Map of Scandinavia by Olof Rudbeck and engraved by Philipp Jacob Thelott, published in the Atlantica’s volume of plates (1679). See RfA-Id 14.

Across four volumes spanning thousands of pages, Rudbeck set out to prove that Sweden was the cradle of civilisation. In his view, the ancient culture and language of his homeland – but above all its nature – had inspired myths that later appeared in Egypt, Greece, and Rome.

These stories, he claimed, had been blurred by time and mistranslation. Yet their most pristine versions could still be found in Norse myths, texts which Swedish (and Danish) antiquarians were then racing to preserve from medieval manuscripts.

Amid this flux of stories, Rudbeck singled out one constant: the North itself – its flora and fauna, mountains and rivers, worlds of ice and light-filled summer nights. It was this awe-inspiring nature that he saw shimmering through classical myth – the same force he believed had inspired the earliest poets and would endure until the world’s end:

The land of Sweden itself is the foundation of my work – all its lakes, mountains, rivers, and the other things which designate our home, and which have been brought together by the most ancient writers – a foundation which will remain unchangeable and fixed until that stone from the book of Daniel, by which everything has been created, shatters and destroys them.

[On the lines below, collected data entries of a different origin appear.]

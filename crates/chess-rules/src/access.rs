//! Per-square reachability cache.

use crate::board::Layout;
use crate::movement;
use chess_core::{Color, PieceKind, Position};

/// For every square, the squares whose piece may legally move there.
///
/// Built once per board by running the movement validator over all 64×64
/// (start, end) pairs for pieces of both colors, then never modified.
#[derive(Debug, Clone, PartialEq, Eq)]
pub struct AccessMap {
    squares: [Vec<Position>; 64],
}

impl AccessMap {
    /// Computes the map for a layout.
    pub fn build(layout: &Layout) -> Self {
        let squares = std::array::from_fn(|index| {
            let Some(end) = Position::from_index(index) else {
                return Vec::new();
            };
            Position::all()
                .filter(|&start| {
                    layout
                        .piece_at(start)
                        .map_or(false, |piece| movement::is_legal(layout, start, end, piece.color))
                })
                .collect()
        });
        AccessMap { squares }
    }

    /// Squares holding a piece that can move to `end`.
    #[inline]
    pub fn accessors(&self, end: Position) -> &[Position] {
        if end.is_valid() {
            &self.squares[end.index()]
        } else {
            &[]
        }
    }

    /// Accessors of `end` whose piece matches the optional kind and color.
    pub fn matching<'a>(
        &'a self,
        layout: &'a Layout,
        end: Position,
        kind: Option<PieceKind>,
        color: Option<Color>,
    ) -> impl Iterator<Item = Position> + 'a {
        self.accessors(end).iter().copied().filter(move |&start| {
            layout
                .piece_at(start)
                .map_or(false, |piece| piece.matches(kind, color))
        })
    }

    /// Returns true if any piece of `color` can reach `end`.
    pub fn reachable_by(&self, layout: &Layout, end: Position, color: Color) -> bool {
        self.matching(layout, end, None, Some(color)).next().is_some()
    }

    /// Enumerates every legal (start, end) pair for `player`.
    ///
    /// Steps onto the opposing king are attack entries, not playable moves,
    /// and are left out.
    pub fn legal_moves(&self, layout: &Layout, player: Color) -> Vec<(Position, Position)> {
        let mut moves = Vec::new();
        for end in Position::all() {
            if layout
                .piece_at(end)
                .map_or(false, |p| p.kind == PieceKind::King)
            {
                continue;
            }
            moves.extend(
                self.matching(layout, end, None, Some(player))
                    .map(|start| (start, end)),
            );
        }
        moves
    }

    /// Returns true if `player` has at least one accessor anywhere.
    pub fn has_any(&self, layout: &Layout, player: Color) -> bool {
        Position::all().any(|end| self.reachable_by(layout, end, player))
    }
}

#[cfg(test)]
mod tests {
    use super::*;
    use crate::Board;

    fn sq(s: &str) -> Position {
        Position::from_algebraic(s).unwrap()
    }

    #[test]
    fn initial_accessors() {
        let board = Board::initial();
        let map = board.access_map();
        assert_eq!(map.accessors(sq("e4")), &[sq("e2")]);
        assert_eq!(map.accessors(sq("f3")), &[sq("g1"), sq("f2")]);
        assert!(map.accessors(sq("e5")).contains(&sq("e7")));
        assert!(map.accessors(Position::UNSET).is_empty());
    }

    #[test]
    fn matching_filters_kind_and_color() {
        let board = Board::initial();
        let layout = board.layout();
        let map = board.access_map();
        let knights: Vec<_> = map
            .matching(layout, sq("f3"), Some(PieceKind::Knight), Some(Color::White))
            .collect();
        assert_eq!(knights, vec![sq("g1")]);
        assert_eq!(
            map.matching(layout, sq("f3"), None, Some(Color::Black)).count(),
            0
        );
    }

    #[test]
    fn initial_move_count() {
        let board = Board::initial();
        assert_eq!(
            board.access_map().legal_moves(board.layout(), Color::White).len(),
            20
        );
        assert_eq!(
            board.access_map().legal_moves(board.layout(), Color::Black).len(),
            20
        );
    }

    #[test]
    fn kiwipete_move_count() {
        let board = Board::from_fen(
            "r3k2r/p1ppqpb1/bn2pnp1/3PN3/1p2P3/2N2Q1p/PPPBBPPP/R3K2R w KQkq - 0 1",
        )
        .unwrap();
        assert_eq!(
            board.access_map().legal_moves(board.layout(), Color::White).len(),
            48
        );
    }

    #[test]
    fn attack_entries_are_not_moves() {
        let board = Board::from_fen("k7/8/8/8/r3K3/8/8/R7 b - - 0 1").unwrap();
        let layout = board.layout();
        let map = board.access_map();
        assert!(map.reachable_by(layout, sq("e4"), Color::Black));
        assert!(!map
            .legal_moves(layout, Color::Black)
            .contains(&(sq("a4"), sq("e4"))));
    }
}
//! Player color representation.

use serde::{Deserialize, Serialize};

/// Represents the two players in chess.
#[derive(Debug, Clone, Copy, PartialEq, Eq, Hash, Serialize, Deserialize)]
#[serde(rename_all = "lowercase")]
#[repr(u8)]
pub enum Color {
    White = 0,
    Black = 1,
}

impl Color {
    /// Returns the opposite color.
    #[inline]
    pub const fn opposite(self) -> Self {
        match self {
            Color::White => Color::Black,
            Color::Black => Color::White,
        }
    }

    /// Returns the index (0 for White, 1 for Black).
    #[inline]
    pub const fn index(self) -> usize {
        self as usize
    }

    /// Returns the rank step a pawn of this color moves by (+1 for White, -1 for Black).
    #[inline]
    pub const fn pawn_direction(self) -> i8 {
        match self {
            Color::White => 1,
            Color::Black => -1,
        }
    }

    /// Returns the back rank for this color (0 for White, 7 for Black).
    #[inline]
    pub const fn back_rank(self) -> i8 {
        match self {
            Color::White => 0,
            Color::Black => 7,
        }
    }

    /// Returns the rank this color's pawns start on.
    #[inline]
    pub const fn pawn_rank(self) -> i8 {
        match self {
            Color::White => 1,
            Color::Black => 6,
        }
    }

    /// Returns the rank a pawn of this color must stand on to capture en passant.
    #[inline]
    pub const fn en_passant_rank(self) -> i8 {
        match self {
            Color::White => 4,
            Color::Black => 3,
        }
    }

    /// Parses the FEN active-color field.
    pub const fn from_fen_char(c: char) -> Option<Self> {
        match c {
            'w' => Some(Color::White),
            'b' => Some(Color::Black),
            _ => None,
        }
    }

    /// Returns the FEN active-color character.
    pub const fn to_fen_char(self) -> char {
        match self {
            Color::White => 'w',
            Color::Black => 'b',
        }
    }
}

impl std::fmt::Display for Color {
    fn fmt(&self, f: &mut std::fmt::Formatter<'_>) -> std::fmt::Result {
        match self {
            Color::White => write!(f, "White"),
            Color::Black => write!(f, "Black"),
        }
    }
}
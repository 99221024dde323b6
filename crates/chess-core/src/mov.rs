//! Classification of a single (start, end) step.

use crate::{CastleSide, Position};
use serde::{Deserialize, Serialize};

/// What kind of board edit a step performs beyond relocating one piece.
#[derive(Debug, Clone, Copy, PartialEq, Eq, Hash, Serialize, Deserialize)]
#[serde(rename_all = "snake_case")]
pub enum MoveKind {
    /// Plain relocation, with or without a capture on the end square.
    Normal,
    /// Pawn advancing two squares from its starting rank.
    DoublePush,
    /// Pawn capturing a pawn that passed it, removing the pawn beside the end square.
    EnPassant,
    /// King moving two files along its back rank, dragging the rook with it.
    Castle(CastleSide),
}

impl MoveKind {
    /// Returns true if this is a castling move.
    #[inline]
    pub const fn is_castling(self) -> bool {
        matches!(self, MoveKind::Castle(_))
    }

    /// Returns the square of the pawn captured by an en passant step.
    #[inline]
    pub const fn en_passant_victim(start: Position, end: Position) -> Position {
        Position::new(start.rank, end.file)
    }
}
//! Game outcomes and draw thresholds.

use chess_core::Color;
use serde::{Deserialize, Serialize};

/// Termination state recorded on a board.
///
/// Only outcomes that follow from the position itself live here; resignation
/// and agreed draws are recorded on the [`Game`](crate::Game) as a [`GameResult`].
#[derive(Debug, Clone, Copy, PartialEq, Eq, Hash, Default, Serialize, Deserialize)]
#[serde(rename_all = "snake_case")]
pub enum Termination {
    /// The side to move has at least one legal move.
    #[default]
    InProgress,
    /// The side to move is checkmated; the color given won.
    Victory(Color),
    /// The side to move has no legal move and is not in check.
    Stalemate,
}

impl Termination {
    /// Returns true if no further move can be played.
    #[inline]
    pub const fn is_terminal(self) -> bool {
        !matches!(self, Termination::InProgress)
    }
}

/// Draws a player may claim in the current position.
#[derive(Debug, Clone, Copy, PartialEq, Eq, Hash, Default, Serialize, Deserialize)]
pub struct DrawAvailability {
    /// The fifty-move counter reached its threshold.
    pub fifty_move: bool,
    /// The position occurred often enough for a repetition claim.
    pub threefold: bool,
}

impl DrawAvailability {
    /// Returns true if any draw can be claimed.
    #[inline]
    pub const fn any(self) -> bool {
        self.fifty_move || self.threefold
    }
}

/// Voluntary result of a game, recorded on the game rather than the board.
#[derive(Debug, Clone, Copy, PartialEq, Eq, Hash, Serialize, Deserialize)]
#[serde(rename_all = "snake_case")]
pub enum GameResult {
    /// The given color resigned.
    Resignation(Color),
    /// Draw with a specific reason.
    Draw(DrawReason),
}

impl GameResult {
    /// Returns the winning color, if there is one.
    pub const fn winner(self) -> Option<Color> {
        match self {
            GameResult::Resignation(loser) => Some(loser.opposite()),
            GameResult::Draw(_) => None,
        }
    }
}

/// Reason for a recorded draw.
#[derive(Debug, Clone, Copy, PartialEq, Eq, Hash, Serialize, Deserialize)]
#[serde(rename_all = "snake_case")]
pub enum DrawReason {
    /// Both players agreed.
    Agreement,
    /// Claimed under the fifty-move rule.
    FiftyMoveRule,
    /// Claimed on repetition of position.
    ThreefoldRepetition,
}

/// Thresholds for the claimable draw flags.
#[derive(Debug, Clone, Copy, PartialEq, Eq, Serialize, Deserialize)]
#[serde(default)]
pub struct DrawRules {
    /// Half-moves without a pawn move or capture before the fifty-move flag is set.
    pub fifty_move_plies: u32,
    /// Equivalent occurrences (current one included) needed for the repetition flag.
    pub repetition_count: usize,
}

impl Default for DrawRules {
    fn default() -> Self {
        DrawRules {
            fifty_move_plies: 100,
            repetition_count: 3,
        }
    }
}
//! Algebraic notation parser.
//!
//! Turns text such as `e4`, `Nbd7`, `exd6` or `O-O-O` into a concrete
//! (start, end) pair against a parent move's board, validates it, and builds
//! the successor board.

use crate::board::Board;
use crate::mov::Move;
use crate::movement;
use crate::rules::DrawRules;
use chess_core::{
    file_from_char, rank_from_char, CastleSide, Color, MoveKind, PieceKind, Position,
};
use thiserror::Error;
use tracing::trace;

/// Reasons a notation string does not produce a move.
///
/// None of these change any state; the caller may retry.
#[derive(Debug, Clone, Error, PartialEq, Eq)]
pub enum NotationError {
    #[error("notation '{0}' is too short")]
    TooShort(String),

    #[error("no destination square in '{0}'")]
    InvalidSquare(String),

    #[error("unknown piece letter '{0}'")]
    UnknownPiece(char),

    #[error("invalid disambiguation in '{0}'")]
    InvalidDisambiguation(String),

    #[error("{color} cannot castle {side:?}")]
    CastlingUnavailable { color: Color, side: CastleSide },

    /// Zero or several pieces fit the notation. The two cases are not
    /// distinguished.
    #[error("no single {kind} can move to {end} ({candidates} candidates)")]
    Unresolved {
        kind: PieceKind,
        end: Position,
        candidates: usize,
    },

    #[error("illegal move from {start} to {end}")]
    IllegalMove { start: Position, end: Position },

    #[error("move from {start} to {end} would capture a king")]
    KingCapture { start: Position, end: Position },

    #[error("the game is already over")]
    GameOver,

    #[error("promotion is not supported: '{0}'")]
    PromotionUnsupported(String),
}

/// Partial source square taken from the characters before the destination.
#[derive(Debug, Clone, Copy, Default, PartialEq, Eq)]
struct Hint {
    file: Option<i8>,
    rank: Option<i8>,
}

impl Hint {
    fn parse(chars: &[char], text: &str) -> Result<Self, NotationError> {
        let invalid = || NotationError::InvalidDisambiguation(text.to_string());
        match *chars {
            [] => Ok(Hint::default()),
            [c] => {
                if let Some(file) = file_from_char(c) {
                    Ok(Hint {
                        file: Some(file),
                        rank: None,
                    })
                } else if let Some(rank) = rank_from_char(c) {
                    Ok(Hint {
                        file: None,
                        rank: Some(rank),
                    })
                } else {
                    Err(invalid())
                }
            }
            [f, r] => Ok(Hint {
                file: Some(file_from_char(f).ok_or_else(invalid)?),
                rank: Some(rank_from_char(r).ok_or_else(invalid)?),
            }),
            _ => Err(invalid()),
        }
    }

    fn exact(self) -> Option<Position> {
        Some(Position::new(self.rank?, self.file?))
    }

    fn admits(self, pos: Position) -> bool {
        self.file.map_or(true, |f| f == pos.file) && self.rank.map_or(true, |r| r == pos.rank)
    }
}

/// Parses `text` against `parent` with no earlier history and default draw
/// thresholds.
pub fn parse(text: &str, parent: &Move) -> Result<Move, NotationError> {
    parse_in(text, parent, std::iter::empty(), &DrawRules::default())
}

/// Parses `text` as the next move after `parent`.
///
/// `earlier` yields the boards played before `parent`'s board, most recent
/// first; it is only read for repetition counting. The returned move has no
/// parent node yet; the game tree assigns one when it records the move.
pub fn parse_in<'a>(
    text: &str,
    parent: &'a Move,
    earlier: impl IntoIterator<Item = &'a Board>,
    rules: &DrawRules,
) -> Result<Move, NotationError> {
    let board = parent.board();
    let body = strip_annotations(text);

    if board.is_terminal() {
        return Err(NotationError::GameOver);
    }
    if body.chars().count() < 2 {
        return Err(NotationError::TooShort(text.to_string()));
    }
    if body.contains('=') {
        return Err(NotationError::PromotionUnsupported(text.to_string()));
    }

    let player = board.to_move();
    let (start, end, capture) = match castle_side(body) {
        Some(side) => {
            let (start, end) = resolve_castle(board, side, player)?;
            (start, end, false)
        }
        None => resolve(board, body, player)?,
    };
    trace!(notation = text, %start, %end, "resolved notation");

    let layout = board.layout();
    if layout
        .piece_at(end)
        .map_or(false, |p| p.kind == PieceKind::King)
    {
        return Err(NotationError::KingCapture { start, end });
    }
    if !movement::is_legal(layout, start, end, player) {
        return Err(NotationError::IllegalMove { start, end });
    }
    let kind =
        movement::classify(layout, start, end).ok_or(NotationError::IllegalMove { start, end })?;
    if capture && layout.piece_at(end).is_none() && kind != MoveKind::EnPassant {
        return Err(NotationError::IllegalMove { start, end });
    }
    let next = board
        .successor(start, end, earlier, rules)
        .ok_or(NotationError::IllegalMove { start, end })?;

    Ok(Move {
        start,
        end,
        player,
        kind,
        notation: text.trim().to_string(),
        parent: None,
        board: next,
    })
}

/// Drops surrounding whitespace, annotation glyphs and check markers.
fn strip_annotations(text: &str) -> &str {
    text.trim()
        .trim_end_matches(|c| matches!(c, '!' | '?' | '+' | '#'))
}

fn castle_side(body: &str) -> Option<CastleSide> {
    match body {
        "O-O" | "0-0" => Some(CastleSide::Kingside),
        "O-O-O" | "0-0-0" => Some(CastleSide::Queenside),
        _ => None,
    }
}

fn resolve_castle(
    board: &Board,
    side: CastleSide,
    player: Color,
) -> Result<(Position, Position), NotationError> {
    if !board.castling().has(player, side) {
        return Err(NotationError::CastlingUnavailable {
            color: player,
            side,
        });
    }
    let rank = player.back_rank();
    Ok((
        Position::new(rank, 4),
        Position::new(rank, side.king_end_file()),
    ))
}

/// Resolves piece notation to (start, end, capture marker present).
fn resolve(
    board: &Board,
    body: &str,
    player: Color,
) -> Result<(Position, Position, bool), NotationError> {
    let mut chars: Vec<char> = body.chars().collect();

    let kind = match chars.first().copied() {
        Some(c) if c.is_ascii_uppercase() => {
            chars.remove(0);
            PieceKind::from_notation_char(c).ok_or(NotationError::UnknownPiece(c))?
        }
        _ => PieceKind::Pawn,
    };

    let capture = chars.contains(&'x');
    chars.retain(|&c| c != 'x');
    if chars.len() < 2 {
        return Err(NotationError::TooShort(body.to_string()));
    }

    let split = chars.len() - 2;
    let end = match (file_from_char(chars[split]), rank_from_char(chars[split + 1])) {
        (Some(file), Some(rank)) => Position::new(rank, file),
        _ => return Err(NotationError::InvalidSquare(body.to_string())),
    };
    let hint = Hint::parse(&chars[..split], body)?;

    let start = if kind == PieceKind::Pawn {
        resolve_pawn(board, end, hint, capture, player, body)?
    } else {
        resolve_piece(board, kind, end, hint, player)?
    };
    Ok((start, end, capture))
}

/// Infers a pawn's source square from its file and the push/capture rules.
fn resolve_pawn(
    board: &Board,
    end: Position,
    hint: Hint,
    capture: bool,
    player: Color,
    body: &str,
) -> Result<Position, NotationError> {
    let dir = player.pawn_direction();
    let file = match hint.file {
        Some(file) => file,
        None if capture => return Err(NotationError::InvalidDisambiguation(body.to_string())),
        None => end.file,
    };
    if capture && file == end.file {
        return Err(NotationError::InvalidDisambiguation(body.to_string()));
    }

    let start = if let Some(rank) = hint.rank {
        Position::new(rank, file)
    } else if file != end.file {
        Position::new(end.rank - dir, file)
    } else {
        let single = Position::new(end.rank - dir, file);
        let double = Position::new(end.rank - 2 * dir, file);
        if board.piece_at(single).is_none() && double.rank == player.pawn_rank() {
            double
        } else {
            single
        }
    };

    let pawn = board
        .piece_at(start)
        .map_or(false, |p| p.kind == PieceKind::Pawn && p.color == player);
    if !pawn {
        trace!(%start, %end, "no pawn on inferred source square");
        return Err(NotationError::Unresolved {
            kind: PieceKind::Pawn,
            end,
            candidates: 0,
        });
    }
    Ok(start)
}

/// Finds the unique piece of `kind` that can reach `end` and fits the hint.
fn resolve_piece(
    board: &Board,
    kind: PieceKind,
    end: Position,
    hint: Hint,
    player: Color,
) -> Result<Position, NotationError> {
    if let Some(start) = hint.exact() {
        let fits = board
            .piece_at(start)
            .map_or(false, |p| p.kind == kind && p.color == player);
        return if fits {
            Ok(start)
        } else {
            Err(NotationError::Unresolved {
                kind,
                end,
                candidates: 0,
            })
        };
    }

    let layout = board.layout();
    let candidates: Vec<Position> = board
        .access_map()
        .matching(layout, end, Some(kind), Some(player))
        .filter(|&start| hint.admits(start))
        // Castling is only reachable through O-O / O-O-O.
        .filter(|&start| kind != PieceKind::King || (end.file - start.file).abs() < 2)
        .collect();
    trace!(%kind, %end, ?candidates, "disambiguation candidates");

    match candidates.as_slice() {
        [start] => Ok(*start),
        _ => Err(NotationError::Unresolved {
            kind,
            end,
            candidates: candidates.len(),
        }),
    }
}
//! Core types for chess.
//!
//! This crate provides the value types shared by the rules engine:
//! - [`Piece`], [`PieceKind`] and [`Color`] for piece representation
//! - [`Position`] for board coordinates
//! - [`CastlingRights`] and [`CastleSide`]
//! - [`MoveKind`] for classifying a step
//! - FEN field parsing

mod castling;
mod color;
mod fen;
mod mov;
mod piece;
mod position;

pub use castling::{CastleSide, CastlingRights};
pub use color::Color;
pub use fen::{placement_to_fen, FenError, FenParser, Placement};
pub use mov::MoveKind;
pub use piece::{Piece, PieceKind};
pub use position::{file_from_char, file_to_char, rank_from_char, Position};
//! Chess rules engine.
//!
//! Validates moves written in algebraic notation and records them in a
//! branching [`GameTree`] shared by any number of games.
//!
//! - [`Board`] is an immutable position with its [`AccessMap`] and derived
//!   check, termination and draw flags
//! - [`movement`] decides whether a single piece may move between two squares
//! - [`detect`] classifies check, checkmate and stalemate
//! - [`notation`] resolves text like `Nbd7` or `O-O` to a concrete move
//! - [`GameTree`] stores moves in an append-only arena and deduplicates
//!   equivalent moves from the same position
//!
//! # Example
//!
//! ```
//! use chess_rules::GameTree;
//!
//! let mut tree = GameTree::new();
//! let game = tree.new_game(1, 2).unwrap();
//! tree.make_move(game, "e4").unwrap();
//! tree.make_move(game, "e5").unwrap();
//! let board = tree.make_move(game, "Nf3").unwrap();
//! assert_eq!(board.ply(), 3);
//! assert!(tree.make_move(game, "Ke3").is_err());
//! ```

mod access;
mod board;
mod config;
pub mod detect;
mod mov;
pub mod movement;
pub mod notation;
mod pgn;
mod rules;
mod snapshot;
mod tree;

pub use access::AccessMap;
pub use board::{Board, BoardError, Layout};
pub use config::{ConfigError, EngineConfig, Limits};
pub use mov::Move;
pub use notation::NotationError;
pub use pgn::{Pgn, PgnError};
pub use rules::{DrawAvailability, DrawReason, DrawRules, GameResult, Termination};
pub use snapshot::{BoardSnapshot, GameSnapshot};
pub use tree::{Game, GameId, GameTree, Lineage, NodeId, PlayerId, StateNode, TreeError};

pub use chess_core;
/// Errors from game tree operations. None of them change the tree.
#[derive(Debug, Error)]
pub enum TreeError {
    #[error(transparent)]
    Notation(#[from] NotationError),

    #[error(transparent)]
    Board(#[from] BoardError),

    #[error(transparent)]
    Pgn(#[from] PgnError),

    /// A ply of a bulk load failed; nothing from the load was recorded.
    #[error("ply {index} ({text}) rejected: {source}")]
    Replay {
        index: usize,
        text: String,
        #[source]
        source: NotationError,
    },

    #[error("unknown game {0}")]
    UnknownGame(GameId),

    #[error("player {player} does not hold the {expected} pieces in game {game}")]
    WrongPlayer {
        game: GameId,
        player: PlayerId,
        expected: Color,
    },

    #[error("game {0} is already over")]
    GameOver(GameId),

    #[error("no draw can be claimed in game {0}")]
    CannotClaimDraw(GameId),

    #[error("{what} limit of {limit} reached")]
    CapacityExceeded { what: &'static str, limit: usize },

    #[error("allocation failed: {0}")]
    Allocation(#[from] TryReserveError),
}

/// A move and the children played from it.
#[derive(Debug, Clone)]
pub struct StateNode {
    mv: Move,
    children: Vec<NodeId>,
}

impl StateNode {
    #[inline]
    pub fn mv(&self) -> &Move {
        &self.mv
    }

    #[inline]
    pub fn board(&self) -> &Board {
        self.mv.board()
    }

    #[inline]
    pub fn parent(&self) -> Option<NodeId> {
        self.mv.parent()
    }

    /// Children in insertion order.
    #[inline]
    pub fn children(&self) -> &[NodeId] {
        &self.children
    }
}

/// A game between two players.
#[derive(Debug, Clone, PartialEq, Eq)]
pub struct Game {
    id: GameId,
    white: PlayerId,
    black: PlayerId,
    current: NodeId,
    result: Option<GameResult>,
}

impl Game {
    #[inline]
    pub fn id(&self) -> GameId {
        self.id
    }

    #[inline]
    pub fn white(&self) -> PlayerId {
        self.white
    }

    #[inline]
    pub fn black(&self) -> PlayerId {
        self.black
    }

    /// The player holding `color`.
    #[inline]
    pub fn player(&self, color: Color) -> PlayerId {
        match color {
            Color::White => self.white,
            Color::Black => self.black,
        }
    }

    /// Node of the current position.
    #[inline]
    pub fn current(&self) -> NodeId {
        self.current
    }

    /// Voluntary result (resignation or draw), if one was recorded.
    #[inline]
    pub fn result(&self) -> Option<GameResult> {
        self.result
    }
}

/// Iterator from a node up to its root.
#[derive(Clone)]
pub struct Lineage<'a> {
    tree: &'a GameTree,
    next: Option<NodeId>,
}

impl<'a> Iterator for Lineage<'a> {
    type Item = (NodeId, &'a StateNode);

    fn next(&mut self) -> Option<Self::Item> {
        let id = self.next?;
        let node = self.tree.nodes.get(id.0)?;
        self.next = node.parent();
        Some((id, node))
    }
}

/// The arena of nodes plus every game played over it.
#[derive(Debug, Clone)]
pub struct GameTree {
    nodes: Vec<StateNode>,
    games: Vec<Game>,
    config: EngineConfig,
}

impl Default for GameTree {
    fn default() -> Self {
        Self::new()
    }
}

Olof Rudbeck, Atlantica, vol. I (1679), p. 887.
Cf. Book of Daniel 2:34–35.

To make this hidden layer visible, Rudbeck launched expeditions to the North and unleashed a torrent of evidence that encompassed botany, astronomy, history, archaeology, linguistics – even experimental reconstruction.

The result was notorious for its nationalistic speculations, digressions, and trails that Rudbeck never closed. In 1702, his decades of dominance over Swedish academia came to a sudden stop: That spring, the Great Fire of Uppsala consumed most of his work.

Scope of The Notebook

As a creative project within an academic framework, The Notebook opens pathways into one of intellectual history’s most fascinating, playful, and ambivalent works.

In the texts you find here, you can venture on side-tracks from the film, follow into mountains and river valleys that Rudbeck once charged with meaning, cross paths with books and objects from which he created his vision, and learn about encounters on the ways leading towards the film.

The result is neither an escape into a historical period that is as ambivalent as it is fascinating, nor is its point in proving whether Rudbeck was right. Frozen Atlantis – The Notebook is not about finding lost civilisations, but about lost orientation – about stories that embed us in a web of meaning larger than ourselves.

Northern lights over Helags glacier. Movie still from the film Frozen Atlantis.

Centuries after, the vision Rudbeck projected on his home country still lingers on the North. At the same time, the landscapes he described have undergone – and are undergoing – rapid transformation, defying the idea of an unchanging nature that underlies his work.

The historical, epistemic, and natural premises that brought forth the Atlantica have long faded. Yet at its core remains a layer that still resonate with us today – the longing to see the world filled with wonder and connected in meaning.

Moving between libraries and shifting landscapes, The Notebook traces the streamlines of this curiosity through the reality of the 21st century. Ultimately, it revolves around ways of seeing – around a world we not only connect with through stories, but that we create through them.

The result remains personal – an invitation to read, think, and write as Rudbeck thought: associative and undisciplined.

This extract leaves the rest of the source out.